[ICCV 2021] Excavating the Potential Capacity of Self-Supervised Monocular Depth Estimation

Overview

EPCDepth

EPCDepth is a self-supervised monocular depth estimation model, whose supervision is coming from the other image in a stereo pair. Details are described in our paper:

Excavating the Potential Capacity of Self-Supervised Monocular Depth Estimation

Rui Peng, Ronggang Wang, Yawen Lai, Luyang Tang, Yangang Cai

ICCV 2021 (arxiv)

EPCDepth can produce the most accurate and sharpest result. In the last example, the depth of the person in the second red box should be greater than that of the road sign because the road sign obscures the person. Only our model accurately captures the cue of occlusion.

Setup

1. Recommended environment

  • PyTorch 1.1
  • Python 3.6

2. KITTI data

You can download the raw KITTI dataset (about 175GB) by running:

wget -i dataset/kitti_archives_to_download.txt -P <your kitti path>/
cd <your kitti path>
unzip "*.zip"

Then, we recommend that you converted the png images to jpeg with this command:

find <your kitti path>/ -name '*.png' | parallel 'convert -quality 92 -sampling-factor 2x2,1x1,1x1 {.}.png {.}.jpg && rm {}'

or you can skip this conversion step and by manually adjusting the suffix of the image from .jpg to .png in dataset/kitti_dataset.py.
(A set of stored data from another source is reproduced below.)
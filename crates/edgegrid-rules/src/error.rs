//! Rule loading and validation errors.

use thiserror::Error;

#[derive(Debug, Error)]
pub enum RulesError {
    #[error("failed to read rules: {0}")]
    Io(#[from] std::io::Error),

    #[error("failed to parse rules: {0}")]
    Parse(String),

    #[error("invalid rule {id}: {reason}")]
    Invalid { id: u64, reason: String },

    #[error("duplicate rule id: {0}")]
    Duplicate(u64),
}

pub type RulesResult<T> = Result<T, RulesError>;
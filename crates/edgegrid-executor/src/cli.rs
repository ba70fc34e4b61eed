//! Command-line backed collaborators.
//!
//! Everything here shells out through a [`CommandRunner`]: `bash -c` for the
//! manager's own host, `ssh` for the others. Structured output (`aws …
//! --output json`, `docker inspect`) is parsed with `serde_json`.

use std::collections::HashMap;
use std::path::PathBuf;
use std::sync::Arc;

use anyhow::{Context, bail};
use async_trait::async_trait;
use serde_json::Value;
use tokio::process::Command;
use tracing::debug;

use edgegrid_placement::{AWS_REGIONS, HostProbe};
use edgegrid_state::{CloudInstance, HostRecord, InstanceState, NodeRole, NodeState, PortBinding};

use crate::backends::{CloudProvider, CommandRunner, ContainerRuntime, LaunchRequest, RunningContainer, SwarmApi, SwarmNode};
use crate::context::ExecContext;

/// Quote a value for a POSIX shell.
pub fn shell_quote(value: &str) -> String {
    if !value.is_empty()
        && value
            .chars()
            .all(|c| c.is_ascii_alphanumeric() || "-_./:=@,".contains(c))
    {
        return value.to_string();
    }
    format!("'{}'", value.replace('\'', r"'\''"))
}

// ── Shell ──────────────────────────────────────────────────────────

/// Runs commands with `bash -c` locally and over `ssh` elsewhere.
pub struct ShellCommandRunner {
    context: ExecContext,
    ssh_user: String,
    identity_file: Option<PathBuf>,
}

impl ShellCommandRunner {
    pub fn new(context: ExecContext, ssh_user: impl Into<String>) -> Self {
        Self {
            context,
            ssh_user: ssh_user.into(),
            identity_file: None,
        }
    }

    pub fn with_identity_file(mut self, path: Option<PathBuf>) -> Self {
        self.identity_file = path;
        self
    }

    fn command_for(&self, host: &str, command: &str) -> Command {
        if self.context.is_local(host) {
            let mut cmd = Command::new("bash");
            cmd.arg("-c").arg(command);
            return cmd;
        }
        let mut cmd = Command::new("ssh");
        cmd.args(["-o", "StrictHostKeyChecking=no", "-o", "BatchMode=yes", "-o", "ConnectTimeout=10"]);
        if let Some(identity) = &self.identity_file {
            cmd.arg("-i").arg(identity);
        }
        cmd.arg(format!("{}@{host}", self.ssh_user)).arg(command);
        cmd
    }
}

#[async_trait]
impl CommandRunner for ShellCommandRunner {
    async fn run(&self, host: &str, command: &str) -> anyhow::Result<String> {
        debug!(%host, %command, "running command");
        let output = self
            .command_for(host, command)
            .kill_on_drop(true)
            .output()
            .await
            .with_context(|| format!("spawn `{command}` for {host}"))?;
        if !output.status.success() {
            bail!(
                "`{command}` on {host} exited with {}: {}",
                output.status,
                String::from_utf8_lossy(&output.stderr).trim()
            );
        }
        Ok(String::from_utf8_lossy(&output.stdout).into_owned())
    }
}

// ── Host probe ─────────────────────────────────────────────────────

/// Available memory as reported by `free`.
pub struct CommandHostProbe {
    runner: Arc<dyn CommandRunner>,
}

impl CommandHostProbe {
    pub fn new(runner: Arc<dyn CommandRunner>) -> Self {
        Self { runner }
    }
}

#[async_trait]
impl HostProbe for CommandHostProbe {
    async fn available_memory(&self, host: &HostRecord) -> anyhow::Result<u64> {
        let out = self.runner.run(&host.address, "free -b | awk 'NR==2{print $7}'").await?;
        out.trim()
            .parse()
            .with_context(|| format!("unexpected free output from {}: {out:?}", host.address))
    }
}

// ── AWS ────────────────────────────────────────────────────────────

/// Launch parameters for new instances.
#[derive(Debug, Clone)]
pub struct AwsLaunchConfig {
    pub profile: Option<String>,
    pub instance_type: String,
    /// AMI per zone; AMIs are region-specific.
    pub images: HashMap<String, String>,
    pub security_group: Option<String>,
    pub key_name: Option<String>,
    /// Management tag `(key, value)`; only tagged instances are visible.
    pub tag: (String, String),
    /// Zones scanned by `describe_instances`. Empty means every known region.
    pub zones: Vec<String>,
}

/// `aws ec2 …` run on the manager host.
pub struct AwsCliProvider {
    runner: Arc<dyn CommandRunner>,
    context: ExecContext,
    config: AwsLaunchConfig,
}

impl AwsCliProvider {
    pub fn new(runner: Arc<dyn CommandRunner>, context: ExecContext, config: AwsLaunchConfig) -> Self {
        Self {
            runner,
            context,
            config,
        }
    }

    fn zones(&self) -> Vec<String> {
        if self.config.zones.is_empty() {
            AWS_REGIONS.iter().map(|r| r.zone.to_string()).collect()
        } else {
            self.config.zones.clone()
        }
    }

    async fn ec2(&self, zone: &str, args: &str) -> anyhow::Result<Value> {
        let profile = self
            .config
            .profile
            .as_deref()
            .map(|p| format!(" --profile {}", shell_quote(p)))
            .unwrap_or_default();
        let command = format!("aws ec2 {args} --region {} --output json{profile}", shell_quote(zone));
        let out = self.runner.run(self.context.manager_address(), &command).await?;
        if out.trim().is_empty() {
            return Ok(Value::Null);
        }
        serde_json::from_str(&out).with_context(|| format!("parse output of `{command}`"))
    }

    async fn state_change(&self, verb: &str, instance_id: &str) -> anyhow::Result<()> {
        let instance = self
            .describe_instance(instance_id)
            .await?
            .with_context(|| format!("instance {instance_id} not found"))?;
        self.ec2(&instance.zone, &format!("{verb} --instance-ids {}", shell_quote(instance_id)))
            .await?;
        Ok(())
    }
}

#[async_trait]
impl CloudProvider for AwsCliProvider {
    async fn describe_instances(&self) -> anyhow::Result<Vec<CloudInstance>> {
        let (key, value) = &self.config.tag;
        let filter = shell_quote(&format!("Name=tag:{key},Values={value}"));
        let mut instances = Vec::new();
        for zone in self.zones() {
            let out = self.ec2(&zone, &format!("describe-instances --filters {filter}")).await?;
            instances.extend(parse_reservations(&out, &zone));
        }
        Ok(instances)
    }

    async fn describe_instance(&self, instance_id: &str) -> anyhow::Result<Option<CloudInstance>> {
        Ok(self
            .describe_instances()
            .await?
            .into_iter()
            .find(|i| i.instance_id == instance_id))
    }

    async fn launch_instance(&self, zone: &str) -> anyhow::Result<CloudInstance> {
        let image = self
            .config
            .images
            .get(zone)
            .with_context(|| format!("no image configured for zone {zone}"))?;
        let (key, value) = &self.config.tag;
        let mut args = format!(
            "run-instances --image-id {} --instance-type {} --count 1 --tag-specifications {}",
            shell_quote(image),
            shell_quote(&self.config.instance_type),
            shell_quote(&format!("ResourceType=instance,Tags=[{{Key={key},Value={value}}}]")),
        );
        if let Some(group) = &self.config.security_group {
            args.push_str(&format!(" --security-group-ids {}", shell_quote(group)));
        }
        if let Some(key_name) = &self.config.key_name {
            args.push_str(&format!(" --key-name {}", shell_quote(key_name)));
        }
        let out = self.ec2(zone, &args).await?;
        out["Instances"]
            .as_array()
            .and_then(|list| list.first())
            .and_then(|v| parse_instance(v, zone))
            .context("run-instances returned no instance")
    }

    async fn start_instance(&self, instance_id: &str) -> anyhow::Result<()> {
        self.state_change("start-instances", instance_id).await
    }

    async fn stop_instance(&self, instance_id: &str) -> anyhow::Result<()> {
        self.state_change("stop-instances", instance_id).await
    }

    async fn terminate_instance(&self, instance_id: &str) -> anyhow::Result<()> {
        self.state_change("terminate-instances", instance_id).await
    }
}

fn parse_reservations(out: &Value, zone: &str) -> Vec<CloudInstance> {
    out["Reservations"]
        .as_array()
        .into_iter()
        .flatten()
        .flat_map(|r| r["Instances"].as_array().into_iter().flatten())
        .filter_map(|v| parse_instance(v, zone))
        .collect()
}

fn parse_instance(v: &Value, zone: &str) -> Option<CloudInstance> {
    let state = v["State"]["Code"]
        .as_u64()
        .and_then(|c| InstanceState::from_code(c as u16))
        .or_else(|| v["State"]["Name"].as_str().and_then(InstanceState::from_name))?;
    let text = |key: &str| v[key].as_str().map(str::to_string);
    Some(CloudInstance {
        instance_id: text("InstanceId")?,
        instance_type: text("InstanceType").unwrap_or_default(),
        image_id: text("ImageId").unwrap_or_default(),
        state,
        public_address: text("PublicIpAddress"),
        private_address: text("PrivateIpAddress"),
        zone: v["Placement"]["AvailabilityZone"]
            .as_str()
            .map(|az| az.trim_end_matches(|c: char| c.is_ascii_alphabetic()).to_string())
            .unwrap_or_else(|| zone.to_string()),
        updated_at: 0,
    })
}

// ── Docker swarm ───────────────────────────────────────────────────

/// `docker swarm` / `docker node` driven from the manager.
pub struct DockerCliSwarm {
    runner: Arc<dyn CommandRunner>,
    context: ExecContext,
}

impl DockerCliSwarm {
    pub fn new(runner: Arc<dyn CommandRunner>, context: ExecContext) -> Self {
        Self { runner, context }
    }

    async fn on_manager(&self, command: &str) -> anyhow::Result<String> {
        self.runner.run(self.context.manager_address(), command).await
    }

    async fn node_id(&self, host: &HostRecord) -> anyhow::Result<String> {
        let out = self
            .runner
            .run(&host.address, "docker info -f '{{.Swarm.NodeID}}'")
            .await?;
        let id = out.trim();
        if id.is_empty() {
            bail!("{} reports no swarm node id", host.address);
        }
        Ok(id.to_string())
    }
}
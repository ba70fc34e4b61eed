//! Collaborator seams the executor drives.
//!
//! Each trait is one external capability: command execution, the cloud
//! provider, swarm membership and the container runtime. The CLI-backed
//! implementations live in [`crate::cli`]; tests substitute recording mocks.

use std::collections::HashMap;

use async_trait::async_trait;

use edgegrid_state::{CloudInstance, HostRecord, NodeRole, NodeState, PortBinding};

/// Runs a shell command on a host, locally or over SSH.
#[async_trait]
pub trait CommandRunner: Send + Sync {
    /// Returns stdout; a non-zero exit is an error.
    async fn run(&self, host: &str, command: &str) -> anyhow::Result<String>;
}

/// Cloud instances carrying this system's management tag.
#[async_trait]
pub trait CloudProvider: Send + Sync {
    async fn describe_instances(&self) -> anyhow::Result<Vec<CloudInstance>>;

    async fn describe_instance(&self, instance_id: &str) -> anyhow::Result<Option<CloudInstance>>;

    /// Launch a new tagged instance in `zone`. Returns it in whatever state
    /// the provider reports (normally pending).
    async fn launch_instance(&self, zone: &str) -> anyhow::Result<CloudInstance>;

    async fn start_instance(&self, instance_id: &str) -> anyhow::Result<()>;

    async fn stop_instance(&self, instance_id: &str) -> anyhow::Result<()>;

    async fn terminate_instance(&self, instance_id: &str) -> anyhow::Result<()>;
}

/// A node as reported by the swarm.
#[derive(Debug, Clone, PartialEq)]
pub struct SwarmNode {
    pub node_id: String,
    pub address: String,
    pub role: NodeRole,
    pub state: NodeState,
    pub labels: HashMap<String, String>,
}

/// Cluster membership.
#[async_trait]
pub trait SwarmApi: Send + Sync {
    /// Create a new swarm with `host` as its first manager. Returns the node id.
    async fn init(&self, host: &HostRecord) -> anyhow::Result<String>;

    /// Join `host` to the existing swarm. Returns the node id.
    async fn join(&self, host: &HostRecord, role: NodeRole) -> anyhow::Result<String>;

    async fn leave(&self, host: &HostRecord) -> anyhow::Result<()>;

    async fn remove_node(&self, node_id: &str) -> anyhow::Result<()>;

    async fn list_nodes(&self) -> anyhow::Result<Vec<SwarmNode>>;

    async fn promote(&self, node_id: &str) -> anyhow::Result<()>;

    async fn demote(&self, node_id: &str) -> anyhow::Result<()>;

    async fn set_label(&self, node_id: &str, key: &str, value: &str) -> anyhow::Result<()>;
}

/// Everything needed to create one container.
#[derive(Debug, Clone, PartialEq)]
pub struct LaunchRequest {
    pub host: String,
    pub name: String,
    pub image: String,
    pub ports: Vec<PortBinding>,
    pub env: Vec<(String, String)>,
    pub labels: HashMap<String, String>,
    pub args: Vec<String>,
}

/// A container as seen by the runtime.
#[derive(Debug, Clone, PartialEq)]
pub struct RunningContainer {
    pub id: String,
    pub name: String,
    pub image: String,
    pub ports: Vec<PortBinding>,
    pub args: Vec<String>,
    pub labels: HashMap<String, String>,
}

/// Container runtime on a given host.
#[async_trait]
pub trait ContainerRuntime: Send + Sync {
    /// Create and start the container. Returns its id.
    async fn create_and_start(&self, request: &LaunchRequest) -> anyhow::Result<String>;

    async fn inspect(&self, host: &str, container_id: &str) -> anyhow::Result<Option<RunningContainer>>;

    async fn stop(&self, host: &str, container_id: &str) -> anyhow::Result<()>;

    /// Running containers on `host`.
    async fn list(&self, host: &str) -> anyhow::Result<Vec<RunningContainer>>;
}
Our pre-trained model is trained in jpg, and the test performance on png will slightly decrease.

3. Prepare depth hint

Once you have downloaded the KITTI dataset as in the previous step, you need to prepare the depth hint by running:

python precompute_depth_hints.py --data_path <your kitti path>

the generated depth hint will be saved to <your kitti path>/depth_hints. You should also pay attention to the suffix of the image.

📊 Evaluation

1. Download models

Download our pretrained model and put it to <your model path>.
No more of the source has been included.